The come-down tends to be more severe with people who use the drug more frequently, so that’s again one of the reasons why we want to exclude people from the research who have used MDMA a number of times. So far there haven’t been a lot of problems with people experiencing that come-down in the days following the session. So it does seem that the more you use the drug, the nastier the come-down you’re going to have. I’m not explicitly sure why that is, but there seems to be some good anecdotal evidence, and the research that’s been conducted with people who haven’t taken MDMA previously, or at least have used it very few times previously, supports that idea, [namely], that the come-down increases with frequency of use.
In addition to that, I agree that often people will say that the first time they use it is the most salient for them. Often they’ll try to use it at higher doses to replicate that first experience, but they find it very difficult to ever replicate that first experience, which is another good reason for eliminating people from these sort of trials who have used MDMA in the past.
Maybe science doesn’t have anything firm to tell us about the come-down just yet, but I’m betting with Dr Bright’s knowledge of neurochemistry he might be able to make some informed speculations. I wonder if come-downs and lost highs are all a question of having depleted the brain’s natural supply of seratonin, so that perhaps the same amount of MDMA can never quite trigger the same rush.
‘I think it’s probably a little bit more complicated than that,’ replied Dr Bright.
There is some research showing that if animals are administered very high levels of MDMA very frequently it does lead to neuronal death, and so it could be that with frequent use of MDMA there is some depletion or brain damage as a result of that, which could contribute to some of the consequences that we’re talking about. But I don’t think we have enough research to really understand that, particularly within a human population, because we haven’t done enough research with regard to high doses and frequen
t use.
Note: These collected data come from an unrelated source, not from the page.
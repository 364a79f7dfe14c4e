//! # Constants
//!
//! Shared constants used throughout the controller.
//!
//! These values represent reasonable defaults and can be overridden via
//! configuration or environment variables where applicable.

/// API group of the `NodeRefresh` custom resource
pub const API_GROUP: &str = "operations.example.com";

/// Field manager used for server-side patches
pub const FIELD_MANAGER: &str = "node-refresh-controller";

/// Label set on replacement nodes pointing at the node they replace
pub const REPLACES_LABEL: &str = "operations.example.com/replaces";

/// Node annotation requesting an immediate refresh (manual trigger)
pub const REFRESH_NOW_ANNOTATION: &str = "operations.example.com/refresh-now";

/// Suffix appended to a target node name to derive its replacement name
pub const REPLACEMENT_SUFFIX: &str = "-refresh";

/// Maximum length of a node name (DNS label)
pub const MAX_NODE_NAME_LEN: usize = 63;

/// Hex digits of the target hash in replacement names that had to be shortened
pub const REPLACEMENT_HASH_LEN: usize = 8;

/// Default HTTP server port for metrics and health probes
pub const DEFAULT_METRICS_PORT: u16 = 5000;

/// Default controller namespace (status ConfigMaps live here)
pub const DEFAULT_CONTROLLER_NAMESPACE: &str = "node-refresh-operator";

/// Default ConfigMap holding active refresh requests
pub const DEFAULT_STATE_CONFIGMAP: &str = "node-refresh-state";

/// Default ConfigMap holding archived refresh requests
pub const DEFAULT_HISTORY_CONFIGMAP: &str = "node-refresh-history";

/// Default number of nodes refreshed in parallel by the worker pool
pub const DEFAULT_MAX_CONCURRENT_RECONCILIATIONS: usize = 4;

/// Default interval of the periodic resync over the status store (seconds)
pub const DEFAULT_RESYNC_INTERVAL_SECS: u64 = 30;

/// Default poll interval while a replacement node is being provisioned (seconds)
pub const DEFAULT_PROVISIONING_POLL_SECS: u64 = 15;

/// Default timeout applied to every cluster call (seconds)
pub const DEFAULT_CLUSTER_CALL_TIMEOUT_SECS: u64 = 30;

/// Default retry base delay (milliseconds)
pub const DEFAULT_RETRY_BASE_MS: u64 = 2_000;

/// Default retry maximum delay (seconds)
pub const DEFAULT_RETRY_MAX_SECS: u64 = 300;

/// Default number of attempts per phase before a request fails
pub const DEFAULT_RETRY_MAX_ATTEMPTS: u32 = 5;

/// Default jitter factor applied to retry delays
pub const DEFAULT_RETRY_JITTER: f64 = 0.2;

/// Default eviction batch size for pods not covered by a disruption budget
pub const DEFAULT_MAX_UNBUDGETED_EVICTIONS: usize = 3;

/// Default wait before a node whose refresh failed becomes due again (seconds)
pub const DEFAULT_FAILED_RETRY_INTERVAL_SECS: u64 = 3_600;

/// Default requeue interval for reconciliation errors (seconds)
pub const DEFAULT_RECONCILIATION_ERROR_REQUEUE_SECS: u64 = 60;

/// Default cap of the per-policy error backoff (seconds)
pub const DEFAULT_POLICY_BACKOFF_MAX_SECS: u64 = 600;

/// Default initial backoff after a throttled watch stream (milliseconds)
pub const DEFAULT_WATCH_BACKOFF_START_MS: u64 = 500;

/// Default maximum backoff after a throttled watch stream (milliseconds)
pub const DEFAULT_WATCH_BACKOFF_MAX_MS: u64 = 30_000;

/// Default delay before restarting a failed or ended watch (seconds)
pub const DEFAULT_WATCH_RESTART_DELAY_SECS: u64 = 5;

/// Default refresh interval when a `NodeRefresh` does not set one (days)
pub const DEFAULT_INTERVAL_DAYS: u32 = 3;

/// Default `podManagement.maxPodsToMove`
pub const DEFAULT_MAX_PODS_TO_MOVE: u32 = 3;

/// Default `podManagement.minHealthyPods`
pub const DEFAULT_MIN_HEALTHY_PODS: u32 = 2;

/// Default `podManagement.drainTimeout` (seconds)
pub const DEFAULT_DRAIN_TIMEOUT_SECS: u64 = 600;

/// Default `healthChecks.readinessTimeout` (seconds)
pub const DEFAULT_READINESS_TIMEOUT_SECS: u64 = 300;

/// Default age after which archived refreshes are pruned from history (seconds)
pub const DEFAULT_HISTORY_RETENTION_SECS: u64 = 7 * 24 * 3_600;

/// Default maximum number of archived refreshes kept in history
pub const DEFAULT_HISTORY_MAX_ENTRIES: usize = 200;

/// Capacity of the trigger channel feeding the reconciliation loop
pub const TRIGGER_CHANNEL_CAPACITY: usize = 256;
I think that the low doses that we’re talking about in these clinical trials that are being conducted, and the fact that we’re only giving it to people a maximum of three times, means that those concerns don’t relate to the use of it in a clinical setting.
I think any drug if used to frequently can cause harm, be it alcohol or LSD or anything; anything too much is not good for you. Anything. The old adage is to do everything in moderation.
In other words, it’s not just a question of recouping serotonin by eating ten bananas and a bag of almonds for every cap you popped on the weekend. MDMA does have the potential to ‘fry your brain,’ but only with very frequent use at high doses. Sadly, the person most likely to do that is the kid who eats all his six caps at once after the cops scare him with a sniffer dog outside a music festival. But that’s another story.